Pretos e pretas nascem e morrem pretos. Estive auspiciando os comentários pejorativos sobre as missas afro realizadas por dioceses de camaradas nas redes sociais esse final de semana, e pude observar uma falta de exegese bíblica e de conhecimento nas Encíclicas do catolicismo romano, na qual vi a necessidade de blogar sobre. 

No documento SC (Sacrosanctum Concilium), está legitimado o rito afro. Nos parágrafos 38 e 39 está legitimado a adaptação litúrgica: "Mantendo-se substancialmente a unidade do rito romano, dê-se possibilidade às legítimas diversidades e adaptações aos vários grupos étnicos, regiões e povos, sobretudo nas Missões, de se afirmarem, até na revisão dos livros litúrgicos; tenha-se isto oportunamente diante dos olhos ao estruturar os ritos e ao preparar as rubricas; Será da atribuição da competente autoridade eclesiástica territorial, de que fala o parágrafo 22 § 2 (Vide esse tópico se achar necessário), determinar as várias adaptações a fazer, especialmente no que se refere à administração dos sacramentos, aos sacramentais, às procissões, à língua litúrgica, à música sacra e às artes, dentro dos limites estabelecidos nas edições típicas dos livros litúrgicos e sempre segundo as normas fundamentais desta Constituição." (SC 38-39). A musicalidade afro se legitima no mesmo documento, no parágrafo 119: "Em certas regiões, sobretudo nas Missões, há povos com tradição musical própria, a qual tem excepcional importância na sua vida religiosa e social. Estime-se como se deve e dê-se-lhe o lugar que lhe compete, tanto na educação do sentido religioso desses povos como na adaptação do culto à sua índole, segundo os parágrafos 39 e 40. Por isso, procure-se cuidadosamente que, na sua formação musical, os missionários fiquem aptos, na medida do possível, a promover a música tradicional desses povos nas escolas e nas ações sagradas." 

Mas voltando ao inicio do texto, é importante compreender dentro das Sagradas Escrituras o papel de pretos e pretas. Vamos, por meio de uma ordem cronológica, descreverei sobre quem são, o que fizeram e sua importância. 
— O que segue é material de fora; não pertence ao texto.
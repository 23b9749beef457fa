pub mod app;
pub mod auth;
pub mod bucketing;
pub mod config;
pub mod errors;
pub mod handlers;
pub mod mirror;
pub mod models;
pub mod state;
pub mod storage;
pub mod store;
pub mod ui;
pub mod validation;

pub use app::router;
pub use config::Config;
pub use state::AppState;
pub use storage::load_data;
pub use store::ClientStore;
pub fn render_index(today: &str) -> String {
    INDEX_HTML.replace("{{TODAY}}", today)
}

const INDEX_HTML: &str = r#"<!DOCTYPE html>
<html lang="ru">
<head>
  <meta charset="UTF-8" />
  <meta name="viewport" content="width=device-width, initial-scale=1.0" />
  <title>Клиенты</title>
  <style>
    :root {
      --bg: #f4f1ea;
      --ink: #2b2a28;
      --muted: #7a746d;
      --accent: #2f4858;
      --danger: #c63b2b;
      --card: #ffffff;
      --line: rgba(47, 72, 88, 0.12);
    }

    * {
      box-sizing: border-box;
    }

    body {
      margin: 0;
      background: var(--bg);
      color: var(--ink);
      font-family: "Trebuchet MS", sans-serif;
      padding: 24px 16px 48px;
    }

    .app {
      width: min(960px, 100%);
      margin: 0 auto;
      display: grid;
      gap: 20px;
    }

    section {
      background: var(--card);
      border: 1px solid var(--line);
      border-radius: 16px;
      padding: 18px 20px;
      display: grid;
      gap: 12px;
    }

    h1, h2 {
      margin: 0;
    }

    h3 {
      margin: 8px 0 4px;
      font-size: 1rem;
      color: var(--accent);
    }

    .muted {
      color: var(--muted);
    }

    ul.clients {
      list-style: none;
      margin: 0;
      padding: 0;
      display: grid;
      gap: 6px;
    }

    ul.clients li {
      border: 1px solid var(--line);
      border-radius: 10px;
      padding: 8px 12px;
      cursor: pointer;
    }

    ul.clients li:hover {
      border-color: var(--accent);
    }

    .grid {
      display: grid;
      grid-template-columns: repeat(auto-fit, minmax(220px, 1fr));
      gap: 10px;
    }

    label {
      display: grid;
      gap: 4px;
      font-size: 0.85rem;
      color: var(--muted);
    }

    input, select {
      font: inherit;
      padding: 8px 10px;
      border: 1px solid var(--line);
      border-radius: 8px;
    }

    button {
      font: inherit;
      border: none;
      border-radius: 999px;
      padding: 10px 18px;
      background: var(--accent);
      color: white;
      cursor: pointer;
    }

    button.danger {
      background: var(--danger);
    }

    .actions {
      display: flex;
      gap: 10px;
      flex-wrap: wrap;
    }

    .status[data-type="error"] {
      color: var(--danger);
    }

    .status[data-type="ok"] {
      color: #2d7a4b;
    }

    [hidden] {
      display: none !important;
    }
  </style>
</head>
<body>
  <main class="app">
    <header>
      <h1>Клиенты</h1>
      <p class="muted">Сегодня: {{TODAY}}</p>
      <p class="status" id="status"></p>
    </header>

    <section>
      <h2>ТО на ближайшие 7 дней</h2>
      <div id="upcoming"></div>
    </section>

    <section>
      <h2>По месяцам</h2>
      <select id="month"></select>
      <div id="month-groups"></div>
    </section>

    <section>
      <h2>Поиск</h2>
      <input id="search" placeholder="Введите текст для поиска" />
      <div id="search-results" class="muted">Начните вводить текст...</div>
    </section>

    <section>
      <h2>Добавить клиента</h2>
      <form id="add-form" class="grid"></form>
      <div class="actions">
        <button type="submit" form="add-form">Добавить клиента</button>
      </div>
    </section>

    <section id="detail" hidden>
      <h2 id="detail-title"></h2>
      <form id="detail-form" class="grid"></form>
      <div class="actions">
        <button type="button" id="save-btn">Сохранить</button>
        <button type="button" id="close-btn">Закрыть</button>
        <button type="button" id="delete-btn" class="danger">Удалить</button>
      </div>
    </section>
  </main>

  <script>
    const FORM_FIELDS = [
      'ФИО', 'Телефон', 'Область', 'Район', 'Наименование населенного пункта',
      'Улица', '№ Дома', '№ Квартиры', 'Модель', 'Серийный номер котла',
      'Дата ТО', 'Дата планируемого ТО', 'Исполнитель', 'Примечание'
    ];
    const TOKEN_KEY = 'clientsAccessToken';

    const statusEl = document.getElementById('status');
    const upcomingEl = document.getElementById('upcoming');
    const monthEl = document.getElementById('month');
    const monthGroupsEl = document.getElementById('month-groups');
    const searchEl = document.getElementById('search');
    const searchResultsEl = document.getElementById('search-results');
    const addForm = document.getElementById('add-form');
    const detailEl = document.getElementById('detail');
    const detailTitle = document.getElementById('detail-title');
    const detailForm = document.getElementById('detail-form');

    let current = null;
    let searchTimer = null;

    const setStatus = (message, type) => {
      statusEl.textContent = message;
      statusEl.dataset.type = type || '';
    };

    const escapeHtml = (value) => String(value)
      .replace(/&/g, '&amp;')
      .replace(/</g, '&lt;')
      .replace(/>/g, '&gt;')
      .replace(/"/g, '&quot;');

    const api = async (path, options = {}, retried = false) => {
      const headers = { 'content-type': 'application/json', ...(options.headers || {}) };
      const token = localStorage.getItem(TOKEN_KEY);
      if (token) {
        headers.authorization = `Bearer ${token}`;
      }
      const res = await fetch(path, { ...options, headers });
      if (res.status === 401 && !retried) {
        const entered = prompt('Токен доступа');
        if (entered) {
          localStorage.setItem(TOKEN_KEY, entered);
          return api(path, options, true);
        }
      }
      if (!res.ok) {
        throw new Error((await res.text()) || 'Ошибка запроса');
      }
      return res.status === 204 ? null : res.json();
    };

    const renderList = (clients) => `<ul class="clients">${clients
      .map((c) => `<li data-id="${escapeHtml(c.id)}">${escapeHtml(c['ФИО'] || 'Без имени')}` +
        ` <span class="muted">${escapeHtml(c['Телефон'] || '')}</span></li>`)
      .join('')}</ul>`;

    const renderGroups = (groups) => {
      const dates = Object.keys(groups).sort();
      if (!dates.length) {
        return '<p class="muted">Нет клиентов</p>';
      }
      return dates.map((date) => `<h3>${escapeHtml(date)}</h3>${renderList(groups[date])}`).join('');
    };

    const fieldInputs = (values) => FORM_FIELDS
      .concat(Object.keys(values).filter((k) => k !== 'id' && !FORM_FIELDS.includes(k)))
      .map((name) => {
        const type = name.includes('Дата') ? 'date' : 'text';
        return `<label>${escapeHtml(name)}<input type="${type}" name="${escapeHtml(name)}"` +
          ` value="${escapeHtml(values[name] || '')}" /></label>`;
      })
      .join('');

    const formValues = (form) => Object.fromEntries(
      Array.from(form.querySelectorAll('input')).map((input) => [input.name, input.value.trim()])
    );

    const loadUpcoming = async () => {
      upcomingEl.innerHTML = renderGroups(await api('/api/upcoming'));
    };

    const loadMonthGroups = async () => {
      if (!monthEl.value) {
        monthGroupsEl.innerHTML = '<p class="muted">Нет клиентов</p>';
        return;
      }
      monthGroupsEl.innerHTML = renderGroups(await api(`/api/months/${encodeURIComponent(monthEl.value)}`));
    };

    const loadMonths = async () => {
      const selected = monthEl.value;
      const months = await api('/api/months');
      monthEl.innerHTML = months
        .map((m) => `<option value="${escapeHtml(m.value)}">${escapeHtml(m.label)}</option>`)
        .join('');
      const thisMonth = '{{TODAY}}'.slice(0, 7);
      const keep = months.find((m) => m.value === selected) || months.find((m) => m.value === thisMonth);
      if (keep) {
        monthEl.value = keep.value;
      }
      await loadMonthGroups();
    };

    const runSearch = async () => {
      const query = searchEl.value.trim();
      if (!query) {
        searchResultsEl.innerHTML = 'Начните вводить текст...';
        return;
      }
      const found = await api(`/api/search?q=${encodeURIComponent(query)}`);
      searchResultsEl.innerHTML = found.clients.length ? renderList(found.clients) : 'Ничего не найдено';
    };

    const refresh = () => Promise.all([loadUpcoming(), loadMonths(), runSearch()]);

    const openClient = async (id) => {
      current = await api(`/api/clients/${encodeURIComponent(id)}`);
      detailTitle.textContent = current['ФИО'] || 'Без имени';
      detailForm.innerHTML = fieldInputs(current);
      detailEl.hidden = false;
      detailEl.scrollIntoView({ behavior: 'smooth' });
    };

    document.body.addEventListener('click', (event) => {
      const item = event.target.closest('li[data-id]');
      if (item) {
        openClient(item.dataset.id).catch((err) => setStatus(err.message, 'error'));
      }
    });

    monthEl.addEventListener('change', () => {
      loadMonthGroups().catch((err) => setStatus(err.message, 'error'));
    });

    searchEl.addEventListener('input', () => {
      clearTimeout(searchTimer);
      searchTimer = setTimeout(() => runSearch().catch((err) => setStatus(err.message, 'error')), 500);
    });

    addForm.addEventListener('submit', async (event) => {
      event.preventDefault();
      try {
        await api('/api/clients', { method: 'POST', body: JSON.stringify(formValues(addForm)) });
        addForm.reset();
        setStatus('Клиент успешно добавлен!', 'ok');
        await refresh();
      } catch (err) {
        setStatus(err.message, 'error');
      }
    });

    document.getElementById('save-btn').addEventListener('click', async () => {
      try {
        current = await api(`/api/clients/${encodeURIComponent(current.id)}`, {
          method: 'PUT',
          body: JSON.stringify(formValues(detailForm))
        });
        setStatus('Данные клиента успешно обновлены!', 'ok');
        await refresh();
      } catch (err) {
        setStatus(err.message, 'error');
      }
    });

    document.getElementById('delete-btn').addEventListener('click', async () => {
      if (!current || !confirm('Удалить клиента?')) {
        return;
      }
      try {
        await api(`/api/clients/${encodeURIComponent(current.id)}`, { method: 'DELETE' });
        detailEl.hidden = true;
        current = null;
        setStatus('Клиент успешно удален!', 'ok');
        await refresh();
      } catch (err) {
        setStatus(err.message, 'error');
      }
    });

    document.getElementById('close-btn').addEventListener('click', () => {
      detailEl.hidden = true;
      current = null;
    });

    addForm.innerHTML = fieldInputs({});
    refresh().catch((err) => setStatus(err.message, 'error'));
  </script>
</body>
</html>
"#;
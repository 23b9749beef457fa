use clients_app::mirror::{spawn_mirror, SheetMirror};
use clients_app::{load_data, router, AppState, ClientStore, Config};
use std::net::SocketAddr;
use tokio::fs;
use tracing::info;
use tracing_subscriber::{fmt, EnvFilter};

#[tokio::main]
async fn main() -> Result<(), Box<dyn std::error::Error>> {
    fmt()
        .with_env_filter(EnvFilter::from_default_env().add_directive("info".parse()?))
        .init();

    let config = Config::from_env();
    if let Some(parent) = config.data_path.parent() {
        fs::create_dir_all(parent).await?;
    }

    let data = load_data(&config.data_path).await;
    let store = ClientStore::new(config.data_path.clone(), data);

    match &config.mirror_url {
        Some(url) => {
            info!(%url, "spreadsheet mirror enabled");
            spawn_mirror(SheetMirror::new(url.clone())?, store.subscribe());
        }
        None => info!("APP_MIRROR_URL not set, spreadsheet mirror disabled"),
    }

    if config.access_token.is_some() {
        info!("api access requires a bearer token");
    }

    let state = AppState::new(store, config.access_token.clone());
    let app = router(state);

    let addr = SocketAddr::from(([0, 0, 0, 0], config.port));
    info!("listening on http://{addr}");
    let listener = tokio::net::TcpListener::bind(addr).await?;
    axum::serve(listener, app)
        .with_graceful_shutdown(shutdown_signal())
        .await?;

    info!("server stopped");
    Ok(())
}

async fn shutdown_signal() {
    if let Err(err) = tokio::signal::ctrl_c().await {
        tracing::error!("failed to listen for shutdown signal: {err}");
        std::future::pending::<()>().await;
    }
}
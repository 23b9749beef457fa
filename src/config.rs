use std::{env, path::PathBuf};

const DEFAULT_PORT: u16 = 8080;
const DEFAULT_DATA_PATH: &str = "data/clients.json";

/// Runtime settings read from the environment.
#[derive(Debug, Clone)]
pub struct Config {
    pub port: u16,
    pub data_path: PathBuf,
    /// Spreadsheet sync endpoint; the mirror is disabled when unset.
    pub mirror_url: Option<String>,
    /// Bearer token required on `/api` routes when set.
    pub access_token: Option<String>,
}

impl Config {
    pub fn from_env() -> Self {
        Self::from_lookup(|key| env::var(key).ok())
    }

    pub fn from_lookup(lookup: impl Fn(&str) -> Option<String>) -> Self {
        let non_empty = |key: &str| lookup(key).filter(|value| !value.trim().is_empty());

        let port = non_empty("PORT")
            .and_then(|value| value.parse::<u16>().ok())
            .unwrap_or(DEFAULT_PORT);
        let data_path = non_empty("APP_DATA_PATH")
            .map(PathBuf::from)
            .unwrap_or_else(|| PathBuf::from(DEFAULT_DATA_PATH));

        Self {
            port,
            data_path,
            mirror_url: non_empty("APP_MIRROR_URL"),
            access_token: non_empty("APP_ACCESS_TOKEN"),
        }
    }
}
//! # Content Map
//!
//! The unit of persistence: content key → edit record. Parsing isolates
//! corruption per entry: a malformed record is dropped with a
//! diagnostic while every other entry survives.

use crate::record::EditRecord;
use serde::{Deserialize, Serialize};
use serde_json::Value;
use std::collections::HashMap;

/// Structured note surfaced to collaborators instead of an error.
#[derive(Debug, Clone, PartialEq, Serialize, Deserialize)]
pub struct Diagnostic {
    /// Content key the note concerns, when entry-scoped.
    #[serde(skip_serializing_if = "Option::is_none")]
    pub key: Option<String>,
    pub message: String,
}

impl Diagnostic {
    pub fn for_key(key: impl Into<String>, message: impl Into<String>) -> Self {
        Self {
            key: Some(key.into()),
            message: message.into(),
        }
    }

    pub fn general(message: impl Into<String>) -> Self {
        Self {
            key: None,
            message: message.into(),
        }
    }
}

/// Mapping from content key to edit record.
#[derive(Debug, Clone, Default, PartialEq)]
pub struct ContentMap {
    entries: HashMap<String, EditRecord>,
}

impl ContentMap {
    pub fn new() -> Self {
        Self::default()
    }

    pub fn insert(&mut self, key: impl Into<String>, record: EditRecord) {
        self.entries.insert(key.into(), record);
    }

    pub fn get(&self, key: &str) -> Option<&EditRecord> {
        self.entries.get(key)
    }

    pub fn remove(&mut self, key: &str) -> Option<EditRecord> {
        self.entries.remove(key)
    }

    pub fn contains_key(&self, key: &str) -> bool {
        self.entries.contains_key(key)
    }

    pub fn len(&self) -> usize {
        self.entries.len()
    }

    pub fn is_empty(&self) -> bool {
        self.entries.is_empty()
    }

    pub fn keys(&self) -> impl Iterator<Item = &String> {
        self.entries.keys()
    }

    pub fn iter(&self) -> impl Iterator<Item = (&String, &EditRecord)> {
        self.entries.iter()
    }

    pub fn retain(&mut self, f: impl FnMut(&String, &mut EditRecord) -> bool) {
        self.entries.retain(f);
    }

    /// Parse a serialized map. Never fails: a non-object document or
    /// unparsable JSON yields an empty map plus a diagnostic, and each
    /// malformed entry is dropped individually.
    pub fn parse(payload: &str) -> (Self, Vec<Diagnostic>) {
        match serde_json::from_str::<Value>(payload) {
            Ok(value) => Self::from_json(&value),
            Err(e) => (
                Self::new(),
                vec![Diagnostic::general(format!("content map is not valid JSON: {}", e))],
            ),
        }
    }

    pub fn from_json(value: &Value) -> (Self, Vec<Diagnostic>) {
        let mut map = Self::new();
        let mut diagnostics = Vec::new();

        let Some(object) = value.as_object() else {
            diagnostics.push(Diagnostic::general("content map is not a JSON object"));
            return (map, diagnostics);
        };

        for (key, entry) in object {
            match EditRecord::from_value(entry) {
                Ok(record) => {
                    map.entries.insert(key.clone(), record);
                }
                Err(e) => {
                    diagnostics.push(Diagnostic::for_key(key, format!("entry dropped: {}", e)));
                }
            }
        }

        (map, diagnostics)
    }

    /// Serialize to the wire object. Keys come out sorted, so saving the
    /// same map twice produces byte-identical output.
    pub fn to_json(&self) -> Value {
        let object: serde_json::Map<String, Value> = self
            .entries
            .iter()
            .map(|(k, r)| (k.clone(), r.to_value()))
            .collect();
        Value::Object(object)
    }

    pub fn to_string_pretty(&self) -> String {
        serde_json::to_string_pretty(&self.to_json()).unwrap_or_else(|_| "{}".to_string())
    }
}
Na Palavra, toda vez que ler Cush, Cuch, Cusi ou algo similar, entenda-se que está lendo sinônimo de tés escura ou preto. A primeira vez que aparece na Bíblia é em Gn 2, 13, ao descrever o Rio Gion, que cobria a "terra de Cush". Aqui, descreve o local como terra de pretos, logo, associa-se a África. No texto Criar e Evoluir: Tempo Teológico, há uma associação com o Rio Nilo, mas em outro tipo de exegese. Mas continuando, de acordo com o sinólogo e teólogo Richard Wilhelm, Cam (em algumas traduções Cão), o filho de Noé, era o pilar da raça negra após o Dilúvio (Tao Te King - Livro do Sentido da Vida, Pág. 12). Tendo esse alicerce, fácil justificar que seu primeiro filho, Cush (Gn 10, 6) era preto. O neto de Cam, filho de Cuch, Nenrod, segundo as Escrituras, foi o "primeiro valente da terra. Foi um valente caçador aos olhos do Senhor" (Gn 10, 8, 9a). A palavra caçador, é um adjetivo que pode significar aquele que pratica a caça e também a um soldado. Se olharmos por uma segunda ótica, a exegese bíblica pode ser "como Nendod, valente soldado diante do Senhor." Dali surgem também os exímios arqueiros, Lud, filhos de Mesraim (Gn 10, 13). Em Jr 46, 9, há referência deles, mas até mesmo a Bíblia do Peregrino, grande enciclopédia de estudos pastorais, não há referência nenhuma sobre os ludianos na nota de rodapé. A partir da árvore de Gn 10, encontramos referência para outros pretos e pretas, que alguns serão descritos mais a frente. 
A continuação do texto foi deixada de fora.